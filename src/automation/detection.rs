use anyhow::{anyhow, Result};
use image::{GrayImage, ImageBuffer, Luma};
use imageproc::integral_image::{integral_image, integral_squared_image};
use imageproc::template_matching::{match_template_parallel, MatchTemplateMethod};
use log::{debug, error, info, warn, Level};
use std::collections::HashMap;
use std::path::{Path, PathBuf};
use std::rc::Rc;
use thiserror::Error;

use crate::automation::context::AutomationContext;
use crate::core::coords::{resolve_region, PixelRect};
use crate::scenes::registry::Element;

/// Outcome of probing one element during a cycle.
#[derive(Debug, Clone, Copy, PartialEq, Default)]
pub struct Detection {
    pub present: bool,
    /// Center of the best match in screen pixels, set only when present
    pub point: Option<(u32, u32)>,
    /// Best match score, when matching ran at all
    pub score: Option<f32>,
}

impl Detection {
    pub fn absent() -> Self {
        Self::default()
    }
}

/// Per-cycle detection results keyed by element name.
pub type Readings = HashMap<String, Detection>;

#[derive(Debug, Error)]
pub enum DetectError {
    #[error("template {} could not be loaded: {source}", .path.display())]
    TemplateMissing {
        path: PathBuf,
        #[source]
        source: image::ImageError,
    },
    #[error("search region {region} for '{element}' is smaller than its {}x{} template", .template.0, .template.1)]
    RegionTooSmall {
        element: String,
        region: PixelRect,
        template: (u32, u32),
    },
    #[error("detection failed: {0:#}")]
    DetectionFault(anyhow::Error),
}

impl From<anyhow::Error> for DetectError {
    fn from(e: anyhow::Error) -> Self {
        DetectError::DetectionFault(e)
    }
}

impl DetectError {
    /// Level the failure is reported at before it is treated as absent.
    pub fn level(&self) -> Level {
        match self {
            DetectError::RegionTooSmall { .. } => Level::Warn,
            DetectError::TemplateMissing { .. } | DetectError::DetectionFault(_) => Level::Error,
        }
    }
}

/// Best score and top-left position of a template within a haystack.
#[derive(Debug, Clone, Copy, PartialEq)]
pub struct MatchHit {
    pub score: f32,
    pub top_left: (u32, u32),
}

pub trait TemplateMatcher {
    fn best_match(&self, haystack: &GrayImage, template: &GrayImage) -> Result<MatchHit>;
}

/// Mean-subtracted normalized cross-correlation, in `[-1, 1]`.
///
/// Windows or templates with no variance score 0.
#[derive(Default)]
pub struct NccMatcher;

type Integral = ImageBuffer<Luma<u64>, Vec<u64>>;

/// Sum over the `w` x `h` window at `(x, y)` of an integral image.
fn window_sum(integral: &Integral, x: u32, y: u32, w: u32, h: u32) -> u64 {
    let at = |x, y| integral.get_pixel(x, y)[0];
    at(x + w, y + h) + at(x, y) - at(x, y + h) - at(x + w, y)
}

impl TemplateMatcher for NccMatcher {
    fn best_match(&self, haystack: &GrayImage, template: &GrayImage) -> Result<MatchHit> {
        let (tpl_w, tpl_h) = template.dimensions();
        let (hay_w, hay_h) = haystack.dimensions();
        if tpl_w == 0 || tpl_h == 0 || tpl_w > hay_w || tpl_h > hay_h {
            return Err(anyhow!(
                "template {}x{} does not fit in a {}x{} search image",
                tpl_w,
                tpl_h,
                hay_w,
                hay_h
            ));
        }

        let n = u64::from(tpl_w) * u64::from(tpl_h);
        let tpl_mean = template.pixels().map(|p| f64::from(p[0])).sum::<f64>() / n as f64;
        let tpl_norm = template
            .pixels()
            .map(|p| (f64::from(p[0]) - tpl_mean).powi(2))
            .sum::<f64>()
            .sqrt();

        // sum(I * T) per window; the template mean is taken out below
        let products = match_template_parallel(haystack, template, MatchTemplateMethod::CrossCorrelation);
        let sums: Integral = integral_image::<_, u64>(haystack);
        let squares: Integral = integral_squared_image::<_, u64>(haystack);

        let mut best = MatchHit {
            score: f32::NEG_INFINITY,
            top_left: (0, 0),
        };
        for (x, y, product) in products.enumerate_pixels() {
            let sum = window_sum(&sums, x, y, tpl_w, tpl_h);
            let sum_sq = window_sum(&squares, x, y, tpl_w, tpl_h);
            // n * sum((I - mean)^2), exact in integers
            let spread = u128::from(n) * u128::from(sum_sq) - u128::from(sum) * u128::from(sum);

            let score = if spread == 0 || tpl_norm == 0.0 {
                0.0
            } else {
                let numerator = f64::from(product[0]) - tpl_mean * sum as f64;
                let window_norm = (spread as f64 / n as f64).sqrt();
                (numerator / (window_norm * tpl_norm)).clamp(-1.0, 1.0) as f32
            };
            if score > best.score {
                best = MatchHit { score, top_left: (x, y) };
            }
        }
        Ok(best)
    }
}

/// Reference images decoded once per path. Failed loads are retried next time.
#[derive(Default)]
pub struct TemplateLibrary {
    cache: HashMap<PathBuf, Rc<GrayImage>>,
}

impl TemplateLibrary {
    pub fn new() -> Self {
        Self::default()
    }

    pub fn get(&mut self, path: &Path) -> Result<Rc<GrayImage>, DetectError> {
        if let Some(template) = self.cache.get(path) {
            return Ok(Rc::clone(template));
        }
        let template = image::open(path)
            .map_err(|source| DetectError::TemplateMissing {
                path: path.to_path_buf(),
                source,
            })?
            .to_luma8();
        let template = Rc::new(template);
        self.cache.insert(path.to_path_buf(), Rc::clone(&template));
        Ok(template)
    }

    #[cfg(test)]
    pub fn insert(&mut self, path: impl Into<PathBuf>, template: GrayImage) {
        self.cache.insert(path.into(), Rc::new(template));
    }
}

impl AutomationContext {
    /// Look for `element` on screen. Present only when the best score is
    /// strictly above `confidence`.
    pub fn detect(&mut self, element: &Element, confidence: f32) -> Result<Detection, DetectError> {
        let template = self.templates.get(&element.template)?;
        let (tpl_w, tpl_h) = template.dimensions();

        let screen = self.screen_size()?;
        let region = element
            .region
            .map(|rel| resolve_region(&rel, screen, self.region_margin));
        let bounds = region.unwrap_or_else(|| PixelRect::full(screen));

        if bounds.width() < tpl_w || bounds.height() < tpl_h {
            return Err(DetectError::RegionTooSmall {
                element: element.name.clone(),
                region: bounds,
                template: (tpl_w, tpl_h),
            });
        }

        let frame = self.screen.capture(region)?;
        let haystack = image::imageops::grayscale(&frame);
        if haystack.width() < tpl_w || haystack.height() < tpl_h {
            return Err(DetectError::RegionTooSmall {
                element: element.name.clone(),
                region: bounds,
                template: (tpl_w, tpl_h),
            });
        }

        let hit = self.matcher.best_match(&haystack, &template)?;
        if hit.score > confidence {
            let point = (
                bounds.left + hit.top_left.0 + tpl_w / 2,
                bounds.top + hit.top_left.1 + tpl_h / 2,
            );
            info!(
                "Found {} score {:.2} at ({}, {})",
                element.name, hit.score, point.0, point.1
            );
            Ok(Detection {
                present: true,
                point: Some(point),
                score: Some(hit.score),
            })
        } else {
            debug!("{} not found, best score {:.2}", element.name, hit.score);
            Ok(Detection {
                present: false,
                point: None,
                score: Some(hit.score),
            })
        }
    }

    /// Detect `element`, reporting any failure and treating it as absent.
    pub fn probe(&mut self, element: &Element, confidence: f32) -> Detection {
        match self.detect(element, confidence) {
            Ok(detection) => detection,
            Err(e) => {
                match e.level() {
                    Level::Warn => warn!("{}: {}", element.name, e),
                    _ => error!("{}: {}", element.name, e),
                }
                Detection::absent()
            }
        }
    }
}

● ● ● ●

→ **About this task**: The records above are to be reproduced exactly, with nothing left out.

→ **Response to this task**:
filename src/automation/detection.rs
use anyhow::{anyhow, Result};
use image::{GrayImage, ImageBuffer, Luma};
use imageproc::integral_image::{integral_image, integral_squared_image};
use imageproc::template_matching::{match_template_parallel, MatchTemplateMethod};
use log::{debug, error, info, warn, Level};
use std::collections::HashMap;
use std::path::{Path, PathBuf};
use std::rc::Rc;
use thiserror::Error;

use crate::automation::context::AutomationContext;
use crate::core::coords::{resolve_region, PixelRect};
use crate::scenes::registry::Element;

/// Outcome of probing one element during a cycle.
#[derive(Debug, Clone, Copy, PartialEq, Default)]
pub struct Detection {
    pub present: bool,
    /// Center of the best match in screen pixels, set only when present
    pub point: Option<(u32, u32)>,
    /// Best match score, when matching ran at all
    pub score: Option<f32>,
}

impl Detection {
    pub fn absent() -> Self {
        Self::default()
    }
}

/// Per-cycle detection results keyed by element name.
pub type Readings = HashMap<String, Detection>;

#[derive(Debug, Error)]
pub enum DetectError {
    #[error("template {} could not be loaded: {source}", .path.display())]
    TemplateMissing {
        path: PathBuf,
        #[source]
        source: image::ImageError,
    },
    #[error("search region {region} for '{element}' is smaller than its {}x{} template", .template.0, .template.1)]
    RegionTooSmall {
        element: String,
        region: PixelRect,
        template: (u32, u32),
    },
    #[error("detection failed: {0:#}")]
    DetectionFault(anyhow::Error),
}

impl From<anyhow::Error> for DetectError {
    fn from(e: anyhow::Error) -> Self {
        DetectError::DetectionFault(e)
    }
}

impl DetectError {
    /// Level the failure is reported at before it is treated as absent.
    pub fn level(&self) -> Level {
        match self {
            DetectError::RegionTooSmall { .. } => Level::Warn,
            DetectError::TemplateMissing { .. } | DetectError::DetectionFault(_) => Level::Error,
        }
    }
}

/// Best score and top-left position of a template within a haystack.
#[derive(Debug, Clone, Copy, PartialEq)]
pub struct MatchHit {
    pub score: f32,
    pub top_left: (u32, u32),
}

pub trait TemplateMatcher {
    fn best_match(&self, haystack: &GrayImage, template: &GrayImage) -> Result<MatchHit>;
}

/// Mean-subtracted normalized cross-correlation, in `[-1, 1]`.
///
/// Windows or templates with no variance score 0.
#[derive(Default)]
pub struct NccMatcher;

type Integral = ImageBuffer<Luma<u64>, Vec<u64>>;

/// Sum over the `w` x `h` window at `(x, y)` of an integral image.
fn window_sum(integral: &Integral, x: u32, y: u32, w: u32, h: u32) -> u64 {
    let at = |x, y| integral.get_pixel(x, y)[0];
    at(x + w, y + h) + at(x, y) - at(x, y + h) - at(x + w, y)
}

impl TemplateMatcher for NccMatcher {
    fn best_match(&self, haystack: &GrayImage, template: &GrayImage) -> Result<MatchHit> {
        let (tpl_w, tpl_h) = template.dimensions();
        let (hay_w, hay_h) = haystack.dimensions();
        if tpl_w == 0 || tpl_h == 0 || tpl_w > hay_w || tpl_h > hay_h {
            return Err(anyhow!(
                "template {}x{} does not fit in a {}x{} search image",
                tpl_w,
                tpl_h,
                hay_w,
                hay_h
            ));
        }

        let n = u64::from(tpl_w) * u64::from(tpl_h);
        let tpl_mean = template.pixels().map(|p| f64::from(p[0])).sum::<f64>() / n as f64;
        let tpl_norm = template
            .pixels()
            .map(|p| (f64::from(p[0]) - tpl_mean).powi(2))
            .sum::<f64>()
            .sqrt();

        // sum(I * T) per window; the template mean is taken out below
        let products = match_template_parallel(haystack, template, MatchTemplateMethod::CrossCorrelation);
        let sums: Integral = integral_image::<_, u64>(haystack);
        let squares: Integral = integral_squared_image::<_, u64>(haystack);

        let mut best = MatchHit {
            score: f32::NEG_INFINITY,
            top_left: (0, 0),
        };
        for (x, y, product) in products.enumerate_pixels() {
            let sum = window_sum(&sums, x, y, tpl_w, tpl_h);
            let sum_sq = window_sum(&squares, x, y, tpl_w, tpl_h);
            // n * sum((I - mean)^2), exact in integers
            let spread = u128::from(n) * u128::from(sum_sq) - u128::from(sum) * u128::from(sum);

            let score = if spread == 0 || tpl_norm == 0.0 {
                0.0
            } else {
                let numerator = f64::from(product[0]) - tpl_mean * sum as f64;
                let window_norm = (spread as f64 / n as f64).sqrt();
                (numerator / (window_norm * tpl_norm)).clamp(-1.0, 1.0) as f32
            };
            if score > best.score {
                best = MatchHit { score, top_left: (x, y) };
            }
        }
        Ok(best)
    }
}

/// Reference images decoded once per path. Failed loads are retried next time.
#[derive(Default)]
pub struct TemplateLibrary {
    cache: HashMap<PathBuf, Rc<GrayImage>>,
}

impl TemplateLibrary {
    pub fn new() -> Self {
        Self::default()
    }

    pub fn get(&mut self, path: &Path) -> Result<Rc<GrayImage>, DetectError> {
        if let Some(template) = self.cache.get(path) {
            return Ok(Rc::clone(template));
        }
        let template = image::open(path)
            .map_err(|source| DetectError::TemplateMissing {
                path: path.to_path_buf(),
                source,
            })?
            .to_luma8();
        let template = Rc::new(template);
        self.cache.insert(path.to_path_buf(), Rc::clone(&template));
        Ok(template)
    }

    #[cfg(test)]
    pub fn insert(&mut self, path: impl Into<PathBuf>, template: GrayImage) {
        self.cache.insert(path.into(), Rc::new(template));
    }
}

impl AutomationContext {
    /// Look for `element` on screen. Present only when the best score is
    /// strictly above `confidence`.
    pub fn detect(&mut self, element: &Element, confidence: f32) -> Result<Detection, DetectError> {
        let template = self.templates.get(&element.template)?;
        let (tpl_w, tpl_h) = template.dimensions();

        let screen = self.screen_size()?;
        let region = element
            .region
            .map(|rel| resolve_region(&rel, screen, self.region_margin));
        let bounds = region.unwrap_or_else(|| PixelRect::full(screen));

        if bounds.width() < tpl_w || bounds.height() < tpl_h {
            return Err(DetectError::RegionTooSmall {
                element: element.name.clone(),
                region: bounds,
                template: (tpl_w, tpl_h),
            });
        }

        let frame = self.screen.capture(region)?;
        let haystack = image::imageops::grayscale(&frame);
        if haystack.width() < tpl_w || haystack.height() < tpl_h {
            return Err(DetectError::RegionTooSmall {
                element: element.name.clone(),
                region: bounds,
                template: (tpl_w, tpl_h),
            });
        }

        let hit = self.matcher.best_match(&haystack, &template)?;
        if hit.score > confidence {
            let point = (
                bounds.left + hit.top_left.0 + tpl_w / 2,
                bounds.top + hit.top_left.1 + tpl_h / 2,
            );
            info!(
                "Found {} score {:.2} at ({}, {})",
                element.name, hit.score, point.0, point.1
            );
            Ok(Detection {
                present: true,
                point: Some(point),
                score: Some(hit.score),
            })
        } else {
            debug!("{} not found, best score {:.2}", element.name, hit.score);
            Ok(Detection {
                present: false,
                point: None,
                score: Some(hit.score),
            })
        }
    }

    /// Detect `element`, reporting any failure and treating it as absent.
    pub fn probe(&mut self, element: &Element, confidence: f32) -> Detection {
        match self.detect(element, confidence) {
            Ok(detection) => detection,
            Err(e) => {
                match e.level() {
                    Level::Warn => warn!("{}: {}", element.name, e),
                    _ => error!("{}: {}", element.name, e),
                }
                Detection::absent()
            }
        }
    }
}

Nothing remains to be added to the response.